• TASK DESCRIPTION: Reproduce exactly the lines of the material beneath, from the line that contains "pub const SAFE_RADIUS_SLOPE: f32 = 0.3;" to the line that contains "let distance = position.x.hypot(position.z);", both included, and no other lines.

• PROVIDED INFORMATION:

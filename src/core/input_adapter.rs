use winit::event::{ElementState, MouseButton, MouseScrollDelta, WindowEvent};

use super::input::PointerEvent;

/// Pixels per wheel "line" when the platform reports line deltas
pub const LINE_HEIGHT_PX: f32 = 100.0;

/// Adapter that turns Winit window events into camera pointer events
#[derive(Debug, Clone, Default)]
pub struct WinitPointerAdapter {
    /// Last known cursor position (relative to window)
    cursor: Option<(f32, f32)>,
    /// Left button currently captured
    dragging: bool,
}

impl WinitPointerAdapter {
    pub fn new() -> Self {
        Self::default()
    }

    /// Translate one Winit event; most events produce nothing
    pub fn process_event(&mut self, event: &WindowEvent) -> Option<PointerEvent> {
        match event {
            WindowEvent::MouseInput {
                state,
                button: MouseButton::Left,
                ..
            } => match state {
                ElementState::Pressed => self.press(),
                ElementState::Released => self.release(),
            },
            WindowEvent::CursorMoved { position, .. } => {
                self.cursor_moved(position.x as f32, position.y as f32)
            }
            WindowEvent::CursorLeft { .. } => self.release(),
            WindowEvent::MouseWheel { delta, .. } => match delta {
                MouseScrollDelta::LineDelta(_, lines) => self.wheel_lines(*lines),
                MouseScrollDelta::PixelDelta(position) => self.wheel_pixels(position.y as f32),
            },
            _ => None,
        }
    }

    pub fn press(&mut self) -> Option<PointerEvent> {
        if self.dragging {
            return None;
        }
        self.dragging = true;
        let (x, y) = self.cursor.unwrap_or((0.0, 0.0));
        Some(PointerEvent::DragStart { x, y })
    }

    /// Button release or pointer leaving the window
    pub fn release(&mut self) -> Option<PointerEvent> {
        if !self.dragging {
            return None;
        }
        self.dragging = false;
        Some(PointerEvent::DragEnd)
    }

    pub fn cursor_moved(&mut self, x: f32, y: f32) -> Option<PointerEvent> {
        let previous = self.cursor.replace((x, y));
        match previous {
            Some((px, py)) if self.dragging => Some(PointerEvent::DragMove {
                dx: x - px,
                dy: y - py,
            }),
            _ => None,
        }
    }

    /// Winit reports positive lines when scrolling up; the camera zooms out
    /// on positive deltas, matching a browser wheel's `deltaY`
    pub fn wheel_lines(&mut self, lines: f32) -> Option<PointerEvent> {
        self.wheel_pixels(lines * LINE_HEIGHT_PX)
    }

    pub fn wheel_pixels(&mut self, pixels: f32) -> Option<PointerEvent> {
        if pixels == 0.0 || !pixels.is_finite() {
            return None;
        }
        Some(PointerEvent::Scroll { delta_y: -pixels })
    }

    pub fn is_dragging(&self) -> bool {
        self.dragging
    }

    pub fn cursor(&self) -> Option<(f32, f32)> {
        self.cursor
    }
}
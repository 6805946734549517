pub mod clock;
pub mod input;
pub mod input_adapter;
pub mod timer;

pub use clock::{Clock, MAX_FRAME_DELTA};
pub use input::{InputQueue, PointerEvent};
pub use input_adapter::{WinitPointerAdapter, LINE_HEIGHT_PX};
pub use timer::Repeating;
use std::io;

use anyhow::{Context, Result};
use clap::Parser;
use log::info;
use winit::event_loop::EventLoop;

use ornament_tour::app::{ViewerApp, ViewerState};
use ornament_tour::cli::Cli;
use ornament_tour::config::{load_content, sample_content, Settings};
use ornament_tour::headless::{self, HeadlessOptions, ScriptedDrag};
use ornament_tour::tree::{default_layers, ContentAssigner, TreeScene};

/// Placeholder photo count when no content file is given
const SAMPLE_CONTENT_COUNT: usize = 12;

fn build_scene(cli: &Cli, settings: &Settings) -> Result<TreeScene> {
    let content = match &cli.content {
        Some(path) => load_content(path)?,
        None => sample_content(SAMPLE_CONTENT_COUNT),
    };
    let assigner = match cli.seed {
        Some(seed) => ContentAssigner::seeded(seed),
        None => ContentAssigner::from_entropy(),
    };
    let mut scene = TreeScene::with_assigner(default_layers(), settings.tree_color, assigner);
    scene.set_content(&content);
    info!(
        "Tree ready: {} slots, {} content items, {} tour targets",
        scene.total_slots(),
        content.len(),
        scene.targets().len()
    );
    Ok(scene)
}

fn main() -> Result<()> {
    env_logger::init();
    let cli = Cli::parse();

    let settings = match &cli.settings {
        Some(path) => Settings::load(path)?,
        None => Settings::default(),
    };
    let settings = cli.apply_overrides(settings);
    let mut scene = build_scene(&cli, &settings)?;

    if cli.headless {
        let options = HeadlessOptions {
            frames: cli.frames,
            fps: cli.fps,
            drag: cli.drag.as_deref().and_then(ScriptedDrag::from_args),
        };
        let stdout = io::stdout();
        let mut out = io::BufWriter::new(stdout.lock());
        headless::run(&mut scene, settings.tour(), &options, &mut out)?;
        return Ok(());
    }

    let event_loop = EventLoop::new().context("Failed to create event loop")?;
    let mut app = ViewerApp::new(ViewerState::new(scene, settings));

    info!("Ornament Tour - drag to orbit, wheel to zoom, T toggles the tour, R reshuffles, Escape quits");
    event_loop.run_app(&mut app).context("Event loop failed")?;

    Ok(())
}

---

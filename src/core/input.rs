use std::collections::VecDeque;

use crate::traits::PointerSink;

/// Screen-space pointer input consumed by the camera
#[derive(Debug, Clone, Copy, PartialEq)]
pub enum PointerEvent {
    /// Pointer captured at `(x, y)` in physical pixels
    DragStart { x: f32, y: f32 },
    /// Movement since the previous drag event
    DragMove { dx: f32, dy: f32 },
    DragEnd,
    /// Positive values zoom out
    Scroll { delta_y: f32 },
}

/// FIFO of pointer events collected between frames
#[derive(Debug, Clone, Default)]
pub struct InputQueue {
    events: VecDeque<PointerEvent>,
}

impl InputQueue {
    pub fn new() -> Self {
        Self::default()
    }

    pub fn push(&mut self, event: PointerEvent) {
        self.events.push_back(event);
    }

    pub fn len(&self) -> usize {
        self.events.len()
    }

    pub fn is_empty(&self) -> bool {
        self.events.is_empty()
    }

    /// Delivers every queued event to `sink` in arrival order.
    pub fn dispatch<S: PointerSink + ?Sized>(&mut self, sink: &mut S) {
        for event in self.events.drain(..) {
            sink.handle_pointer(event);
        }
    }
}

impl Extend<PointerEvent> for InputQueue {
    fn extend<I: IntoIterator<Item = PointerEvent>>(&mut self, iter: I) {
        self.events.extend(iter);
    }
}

==

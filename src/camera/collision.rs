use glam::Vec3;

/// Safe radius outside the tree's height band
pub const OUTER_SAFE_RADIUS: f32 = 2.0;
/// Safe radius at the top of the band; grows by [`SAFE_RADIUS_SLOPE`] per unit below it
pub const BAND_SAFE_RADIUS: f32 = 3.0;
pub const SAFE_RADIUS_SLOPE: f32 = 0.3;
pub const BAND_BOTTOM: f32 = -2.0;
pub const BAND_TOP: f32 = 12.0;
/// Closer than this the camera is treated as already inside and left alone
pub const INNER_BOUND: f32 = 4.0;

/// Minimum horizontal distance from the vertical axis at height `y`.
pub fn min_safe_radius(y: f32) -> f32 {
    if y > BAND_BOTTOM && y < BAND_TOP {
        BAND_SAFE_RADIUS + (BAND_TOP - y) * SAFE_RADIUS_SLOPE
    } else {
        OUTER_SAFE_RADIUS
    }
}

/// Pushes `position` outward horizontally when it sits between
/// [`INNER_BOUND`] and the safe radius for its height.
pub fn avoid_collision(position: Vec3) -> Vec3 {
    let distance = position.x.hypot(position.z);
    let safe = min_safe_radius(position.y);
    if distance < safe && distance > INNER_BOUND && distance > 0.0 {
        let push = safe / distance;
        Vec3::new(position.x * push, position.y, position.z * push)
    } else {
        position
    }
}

• RESULT OF THIS EXERCISE:
pub const SAFE_RADIUS_SLOPE: f32 = 0.3;
pub const BAND_BOTTOM: f32 = -2.0;
pub const BAND_TOP: f32 = 12.0;
/// Closer than this the camera is treated as already inside and left alone
pub const INNER_BOUND: f32 = 4.0;

/// Minimum horizontal distance from the vertical axis at height `y`.
pub fn min_safe_radius(y: f32) -> f32 {
    if y > BAND_BOTTOM && y < BAND_TOP {
        BAND_SAFE_RADIUS + (BAND_TOP - y) * SAFE_RADIUS_SLOPE
    } else {
        OUTER_SAFE_RADIUS
    }
}

/// Pushes `position` outward horizontally when it sits between
/// [`INNER_BOUND`] and the safe radius for its height.
pub fn avoid_collision(position: Vec3) -> Vec3 {
    let distance = position.x.hypot(position.z);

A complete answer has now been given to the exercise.